Below are the records; copy each line in which "source" occurs.
============
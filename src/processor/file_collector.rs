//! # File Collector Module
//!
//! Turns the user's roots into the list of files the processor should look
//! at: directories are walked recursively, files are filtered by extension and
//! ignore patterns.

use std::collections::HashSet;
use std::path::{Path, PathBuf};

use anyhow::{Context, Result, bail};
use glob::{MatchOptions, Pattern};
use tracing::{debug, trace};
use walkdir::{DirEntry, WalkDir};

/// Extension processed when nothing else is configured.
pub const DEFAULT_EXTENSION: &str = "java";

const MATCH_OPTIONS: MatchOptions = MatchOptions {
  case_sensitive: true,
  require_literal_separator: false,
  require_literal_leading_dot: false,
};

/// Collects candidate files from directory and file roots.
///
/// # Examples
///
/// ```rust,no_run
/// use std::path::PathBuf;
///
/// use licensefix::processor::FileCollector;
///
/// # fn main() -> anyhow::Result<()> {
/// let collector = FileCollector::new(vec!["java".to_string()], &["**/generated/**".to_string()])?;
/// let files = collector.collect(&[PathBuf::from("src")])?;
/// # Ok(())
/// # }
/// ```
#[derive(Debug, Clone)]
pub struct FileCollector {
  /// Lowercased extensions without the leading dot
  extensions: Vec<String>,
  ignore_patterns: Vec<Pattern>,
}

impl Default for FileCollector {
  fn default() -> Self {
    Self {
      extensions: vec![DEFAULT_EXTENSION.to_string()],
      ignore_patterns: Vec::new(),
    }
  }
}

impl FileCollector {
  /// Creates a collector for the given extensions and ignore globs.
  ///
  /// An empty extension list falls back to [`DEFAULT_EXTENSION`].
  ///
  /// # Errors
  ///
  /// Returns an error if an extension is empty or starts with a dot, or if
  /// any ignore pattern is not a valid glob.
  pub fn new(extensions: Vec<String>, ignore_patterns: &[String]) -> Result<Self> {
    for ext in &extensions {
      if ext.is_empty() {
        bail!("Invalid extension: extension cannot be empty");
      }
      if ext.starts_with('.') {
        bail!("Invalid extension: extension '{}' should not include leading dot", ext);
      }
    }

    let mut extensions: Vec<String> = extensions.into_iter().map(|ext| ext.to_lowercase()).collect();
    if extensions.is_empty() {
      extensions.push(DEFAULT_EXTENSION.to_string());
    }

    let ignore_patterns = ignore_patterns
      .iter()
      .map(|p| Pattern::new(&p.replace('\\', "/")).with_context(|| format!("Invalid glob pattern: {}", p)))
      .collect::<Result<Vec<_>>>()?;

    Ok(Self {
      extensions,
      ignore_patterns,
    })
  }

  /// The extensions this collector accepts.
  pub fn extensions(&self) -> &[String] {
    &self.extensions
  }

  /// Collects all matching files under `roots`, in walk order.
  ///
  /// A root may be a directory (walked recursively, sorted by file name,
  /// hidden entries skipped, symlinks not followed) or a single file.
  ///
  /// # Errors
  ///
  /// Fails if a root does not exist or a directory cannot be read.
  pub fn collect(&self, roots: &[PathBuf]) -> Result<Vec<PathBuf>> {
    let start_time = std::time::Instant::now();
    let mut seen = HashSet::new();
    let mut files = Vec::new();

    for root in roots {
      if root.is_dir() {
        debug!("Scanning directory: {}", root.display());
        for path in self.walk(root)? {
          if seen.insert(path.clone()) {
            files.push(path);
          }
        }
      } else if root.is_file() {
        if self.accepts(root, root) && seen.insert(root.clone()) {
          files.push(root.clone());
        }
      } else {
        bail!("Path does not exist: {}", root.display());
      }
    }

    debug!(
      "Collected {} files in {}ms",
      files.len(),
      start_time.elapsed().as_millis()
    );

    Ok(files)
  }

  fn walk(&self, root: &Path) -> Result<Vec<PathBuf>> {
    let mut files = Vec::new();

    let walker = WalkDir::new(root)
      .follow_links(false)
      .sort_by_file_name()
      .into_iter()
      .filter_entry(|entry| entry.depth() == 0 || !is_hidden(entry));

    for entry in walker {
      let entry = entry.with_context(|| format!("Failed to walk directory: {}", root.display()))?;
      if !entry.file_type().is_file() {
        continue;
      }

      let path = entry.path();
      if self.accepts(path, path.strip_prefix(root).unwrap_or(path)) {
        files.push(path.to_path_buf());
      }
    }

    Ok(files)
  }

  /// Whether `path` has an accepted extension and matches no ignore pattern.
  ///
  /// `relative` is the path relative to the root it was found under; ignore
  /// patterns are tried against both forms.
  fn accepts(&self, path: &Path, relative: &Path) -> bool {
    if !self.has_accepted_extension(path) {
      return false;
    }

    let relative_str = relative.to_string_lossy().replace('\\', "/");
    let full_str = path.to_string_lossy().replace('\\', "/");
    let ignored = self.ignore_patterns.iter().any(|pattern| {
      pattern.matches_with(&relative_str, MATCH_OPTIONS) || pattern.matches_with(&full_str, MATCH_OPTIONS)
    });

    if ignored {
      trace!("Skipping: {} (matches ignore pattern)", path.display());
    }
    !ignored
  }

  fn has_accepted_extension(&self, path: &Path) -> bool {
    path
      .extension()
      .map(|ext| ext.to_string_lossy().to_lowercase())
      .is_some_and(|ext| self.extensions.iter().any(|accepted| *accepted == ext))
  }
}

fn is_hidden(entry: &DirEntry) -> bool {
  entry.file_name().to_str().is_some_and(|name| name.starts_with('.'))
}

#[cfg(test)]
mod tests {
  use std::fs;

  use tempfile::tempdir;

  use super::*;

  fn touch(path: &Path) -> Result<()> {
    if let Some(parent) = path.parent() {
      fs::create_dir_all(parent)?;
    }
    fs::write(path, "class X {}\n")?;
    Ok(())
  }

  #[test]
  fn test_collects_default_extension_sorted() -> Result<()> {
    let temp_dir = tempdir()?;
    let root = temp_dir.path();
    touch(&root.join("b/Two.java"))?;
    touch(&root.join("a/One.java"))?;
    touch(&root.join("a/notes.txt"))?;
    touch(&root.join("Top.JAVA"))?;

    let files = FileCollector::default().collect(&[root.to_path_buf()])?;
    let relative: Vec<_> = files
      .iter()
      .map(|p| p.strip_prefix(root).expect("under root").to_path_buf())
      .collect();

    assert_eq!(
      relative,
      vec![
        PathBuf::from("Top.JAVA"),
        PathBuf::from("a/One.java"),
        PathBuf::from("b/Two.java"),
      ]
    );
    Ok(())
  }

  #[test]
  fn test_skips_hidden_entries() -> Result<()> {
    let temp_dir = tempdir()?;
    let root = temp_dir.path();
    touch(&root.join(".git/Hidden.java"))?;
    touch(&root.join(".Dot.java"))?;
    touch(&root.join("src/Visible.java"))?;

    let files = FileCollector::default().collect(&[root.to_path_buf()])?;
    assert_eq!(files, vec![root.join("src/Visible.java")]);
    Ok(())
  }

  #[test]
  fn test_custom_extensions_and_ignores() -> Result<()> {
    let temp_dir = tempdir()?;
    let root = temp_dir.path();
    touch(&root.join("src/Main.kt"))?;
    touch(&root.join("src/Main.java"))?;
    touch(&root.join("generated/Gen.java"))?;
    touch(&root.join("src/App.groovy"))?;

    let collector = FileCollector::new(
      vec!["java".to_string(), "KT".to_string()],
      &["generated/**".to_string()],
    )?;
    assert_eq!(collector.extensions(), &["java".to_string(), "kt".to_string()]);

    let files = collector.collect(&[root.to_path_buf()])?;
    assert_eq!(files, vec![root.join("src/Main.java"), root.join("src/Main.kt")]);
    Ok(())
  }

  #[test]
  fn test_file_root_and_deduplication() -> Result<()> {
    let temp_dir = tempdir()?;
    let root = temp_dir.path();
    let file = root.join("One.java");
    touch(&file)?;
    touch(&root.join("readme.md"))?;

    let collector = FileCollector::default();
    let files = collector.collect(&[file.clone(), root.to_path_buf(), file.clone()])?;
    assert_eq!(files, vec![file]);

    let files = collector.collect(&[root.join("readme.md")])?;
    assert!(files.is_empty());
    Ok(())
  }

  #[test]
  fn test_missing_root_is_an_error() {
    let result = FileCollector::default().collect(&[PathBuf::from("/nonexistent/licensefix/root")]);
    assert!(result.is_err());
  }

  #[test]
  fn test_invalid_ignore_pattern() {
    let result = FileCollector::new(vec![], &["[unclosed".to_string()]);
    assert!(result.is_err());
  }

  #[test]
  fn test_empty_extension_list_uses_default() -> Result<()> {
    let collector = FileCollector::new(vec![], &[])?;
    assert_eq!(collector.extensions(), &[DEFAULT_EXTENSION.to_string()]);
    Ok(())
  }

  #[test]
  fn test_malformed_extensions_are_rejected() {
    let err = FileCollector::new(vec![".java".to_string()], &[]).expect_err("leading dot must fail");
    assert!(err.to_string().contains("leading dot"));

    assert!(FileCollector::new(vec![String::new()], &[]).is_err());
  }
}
============
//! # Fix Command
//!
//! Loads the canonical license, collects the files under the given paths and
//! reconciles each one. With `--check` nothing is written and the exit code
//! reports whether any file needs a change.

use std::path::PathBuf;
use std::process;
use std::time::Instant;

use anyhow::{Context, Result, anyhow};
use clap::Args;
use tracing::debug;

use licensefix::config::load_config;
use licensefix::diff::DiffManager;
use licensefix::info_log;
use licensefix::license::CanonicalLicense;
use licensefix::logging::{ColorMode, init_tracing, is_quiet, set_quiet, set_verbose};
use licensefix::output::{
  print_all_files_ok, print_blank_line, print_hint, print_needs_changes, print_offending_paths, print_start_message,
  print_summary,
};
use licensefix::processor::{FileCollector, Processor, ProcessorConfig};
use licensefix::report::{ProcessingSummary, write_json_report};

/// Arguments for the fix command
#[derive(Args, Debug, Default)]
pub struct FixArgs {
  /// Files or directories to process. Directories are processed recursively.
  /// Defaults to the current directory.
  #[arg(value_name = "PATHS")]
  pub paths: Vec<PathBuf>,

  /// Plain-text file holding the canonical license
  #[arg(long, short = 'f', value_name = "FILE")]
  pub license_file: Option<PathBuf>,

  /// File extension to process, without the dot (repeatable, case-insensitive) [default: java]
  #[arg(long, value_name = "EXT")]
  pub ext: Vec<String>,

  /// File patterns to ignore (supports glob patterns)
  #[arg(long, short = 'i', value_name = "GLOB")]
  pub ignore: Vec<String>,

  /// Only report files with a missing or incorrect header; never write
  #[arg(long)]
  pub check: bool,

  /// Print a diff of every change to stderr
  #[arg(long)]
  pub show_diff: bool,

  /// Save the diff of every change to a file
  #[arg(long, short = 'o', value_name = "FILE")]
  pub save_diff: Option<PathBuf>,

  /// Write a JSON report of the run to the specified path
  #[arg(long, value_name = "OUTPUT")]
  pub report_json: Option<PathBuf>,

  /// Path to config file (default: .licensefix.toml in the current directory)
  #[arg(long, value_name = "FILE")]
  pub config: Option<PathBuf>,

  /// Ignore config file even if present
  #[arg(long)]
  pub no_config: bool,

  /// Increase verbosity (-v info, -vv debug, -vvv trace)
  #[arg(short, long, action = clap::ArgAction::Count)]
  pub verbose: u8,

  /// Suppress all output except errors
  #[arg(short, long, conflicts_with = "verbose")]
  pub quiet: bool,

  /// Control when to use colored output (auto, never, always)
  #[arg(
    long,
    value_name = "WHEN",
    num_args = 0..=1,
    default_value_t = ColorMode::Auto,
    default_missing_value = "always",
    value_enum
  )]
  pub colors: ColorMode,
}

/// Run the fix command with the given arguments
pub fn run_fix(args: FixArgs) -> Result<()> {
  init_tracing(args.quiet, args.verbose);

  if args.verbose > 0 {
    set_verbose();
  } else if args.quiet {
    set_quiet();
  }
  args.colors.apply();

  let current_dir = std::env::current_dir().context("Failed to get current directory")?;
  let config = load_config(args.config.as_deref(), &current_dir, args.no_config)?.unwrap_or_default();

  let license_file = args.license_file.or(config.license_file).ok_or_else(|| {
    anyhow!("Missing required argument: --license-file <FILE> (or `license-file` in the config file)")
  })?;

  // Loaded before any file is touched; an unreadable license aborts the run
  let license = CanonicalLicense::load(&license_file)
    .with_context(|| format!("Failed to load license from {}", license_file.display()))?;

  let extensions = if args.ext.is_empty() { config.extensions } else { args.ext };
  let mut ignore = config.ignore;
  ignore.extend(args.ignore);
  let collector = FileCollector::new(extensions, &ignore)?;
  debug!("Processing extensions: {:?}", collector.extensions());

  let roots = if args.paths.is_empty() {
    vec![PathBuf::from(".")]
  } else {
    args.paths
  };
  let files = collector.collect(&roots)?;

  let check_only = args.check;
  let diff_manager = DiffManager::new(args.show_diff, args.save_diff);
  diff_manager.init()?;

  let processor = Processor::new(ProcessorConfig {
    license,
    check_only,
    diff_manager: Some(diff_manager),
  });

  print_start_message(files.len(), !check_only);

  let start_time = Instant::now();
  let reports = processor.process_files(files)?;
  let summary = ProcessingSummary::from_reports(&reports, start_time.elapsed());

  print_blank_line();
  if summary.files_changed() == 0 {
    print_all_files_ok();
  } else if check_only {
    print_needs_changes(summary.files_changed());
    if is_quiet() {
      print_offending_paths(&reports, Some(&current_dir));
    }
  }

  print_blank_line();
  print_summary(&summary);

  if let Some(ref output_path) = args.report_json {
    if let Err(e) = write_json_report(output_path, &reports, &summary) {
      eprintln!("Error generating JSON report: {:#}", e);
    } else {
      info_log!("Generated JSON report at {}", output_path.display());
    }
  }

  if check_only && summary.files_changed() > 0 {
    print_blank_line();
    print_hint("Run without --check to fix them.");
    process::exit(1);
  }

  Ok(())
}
============
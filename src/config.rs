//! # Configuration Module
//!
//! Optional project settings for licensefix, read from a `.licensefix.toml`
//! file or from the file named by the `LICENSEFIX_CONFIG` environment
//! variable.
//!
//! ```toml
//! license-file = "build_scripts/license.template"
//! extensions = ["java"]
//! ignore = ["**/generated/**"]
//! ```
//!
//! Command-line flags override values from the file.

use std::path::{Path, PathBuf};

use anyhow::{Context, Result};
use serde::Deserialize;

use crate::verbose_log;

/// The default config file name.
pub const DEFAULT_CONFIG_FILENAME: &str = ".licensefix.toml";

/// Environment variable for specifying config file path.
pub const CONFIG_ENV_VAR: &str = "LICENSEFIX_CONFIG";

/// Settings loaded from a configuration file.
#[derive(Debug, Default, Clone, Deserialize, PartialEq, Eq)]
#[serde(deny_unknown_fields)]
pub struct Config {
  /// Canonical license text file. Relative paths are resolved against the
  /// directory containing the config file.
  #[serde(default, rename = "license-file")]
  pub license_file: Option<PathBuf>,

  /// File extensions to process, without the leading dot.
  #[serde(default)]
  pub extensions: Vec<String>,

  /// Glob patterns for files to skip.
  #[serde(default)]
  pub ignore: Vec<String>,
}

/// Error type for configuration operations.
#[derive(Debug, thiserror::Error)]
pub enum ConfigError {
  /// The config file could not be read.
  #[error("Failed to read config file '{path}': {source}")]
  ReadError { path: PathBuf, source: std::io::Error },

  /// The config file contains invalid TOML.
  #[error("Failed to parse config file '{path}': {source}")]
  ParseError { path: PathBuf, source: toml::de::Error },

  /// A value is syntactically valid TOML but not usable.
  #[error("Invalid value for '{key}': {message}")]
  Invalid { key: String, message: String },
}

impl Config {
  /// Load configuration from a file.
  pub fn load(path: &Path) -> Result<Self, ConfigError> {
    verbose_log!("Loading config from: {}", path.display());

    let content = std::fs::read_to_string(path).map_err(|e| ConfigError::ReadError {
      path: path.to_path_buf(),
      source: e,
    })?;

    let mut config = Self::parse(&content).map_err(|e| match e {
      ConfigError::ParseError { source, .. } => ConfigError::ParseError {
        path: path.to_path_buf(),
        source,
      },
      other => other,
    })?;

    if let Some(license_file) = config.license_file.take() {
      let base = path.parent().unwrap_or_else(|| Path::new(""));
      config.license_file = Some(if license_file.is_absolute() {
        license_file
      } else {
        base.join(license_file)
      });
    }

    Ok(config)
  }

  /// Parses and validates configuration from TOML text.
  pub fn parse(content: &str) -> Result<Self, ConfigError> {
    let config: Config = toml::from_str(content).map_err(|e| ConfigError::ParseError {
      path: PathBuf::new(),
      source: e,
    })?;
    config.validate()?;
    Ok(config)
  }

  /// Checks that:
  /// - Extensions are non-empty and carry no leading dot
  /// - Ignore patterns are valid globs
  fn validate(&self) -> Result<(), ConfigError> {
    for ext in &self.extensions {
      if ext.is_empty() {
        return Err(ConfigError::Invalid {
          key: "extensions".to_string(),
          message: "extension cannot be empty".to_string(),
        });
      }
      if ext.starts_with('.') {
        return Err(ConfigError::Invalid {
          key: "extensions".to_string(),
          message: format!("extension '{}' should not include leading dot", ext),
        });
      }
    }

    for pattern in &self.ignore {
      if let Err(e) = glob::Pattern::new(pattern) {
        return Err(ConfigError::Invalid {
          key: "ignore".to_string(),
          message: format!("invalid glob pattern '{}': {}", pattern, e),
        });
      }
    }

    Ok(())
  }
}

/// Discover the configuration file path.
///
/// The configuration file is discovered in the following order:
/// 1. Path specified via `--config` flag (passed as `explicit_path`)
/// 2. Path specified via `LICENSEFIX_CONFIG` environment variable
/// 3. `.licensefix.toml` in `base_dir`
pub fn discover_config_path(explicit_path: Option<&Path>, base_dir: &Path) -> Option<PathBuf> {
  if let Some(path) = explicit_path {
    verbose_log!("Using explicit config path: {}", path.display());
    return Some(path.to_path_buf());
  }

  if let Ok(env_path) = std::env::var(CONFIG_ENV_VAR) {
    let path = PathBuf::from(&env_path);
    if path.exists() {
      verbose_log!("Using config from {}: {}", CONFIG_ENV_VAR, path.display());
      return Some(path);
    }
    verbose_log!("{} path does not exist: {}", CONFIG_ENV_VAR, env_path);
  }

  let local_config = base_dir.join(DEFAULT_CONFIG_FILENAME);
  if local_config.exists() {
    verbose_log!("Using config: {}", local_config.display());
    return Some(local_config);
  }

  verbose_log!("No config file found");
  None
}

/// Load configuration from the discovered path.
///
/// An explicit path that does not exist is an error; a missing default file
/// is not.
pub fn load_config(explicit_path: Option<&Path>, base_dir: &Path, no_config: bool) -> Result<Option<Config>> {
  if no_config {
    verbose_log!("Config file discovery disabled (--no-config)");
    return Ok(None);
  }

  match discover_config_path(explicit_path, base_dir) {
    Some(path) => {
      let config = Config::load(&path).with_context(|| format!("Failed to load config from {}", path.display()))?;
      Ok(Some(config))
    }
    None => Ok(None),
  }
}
============
> ANSWER FOR THIS EXERCISE
  #[error("Failed to read config file '{path}': {source}")]
  ReadError { path: PathBuf, source: std::io::Error },
  #[error("Failed to parse config file '{path}': {source}")]
  ParseError { path: PathBuf, source: toml::de::Error },
      source: e,
      ConfigError::ParseError { source, .. } => ConfigError::ParseError {
        source,
      source: e,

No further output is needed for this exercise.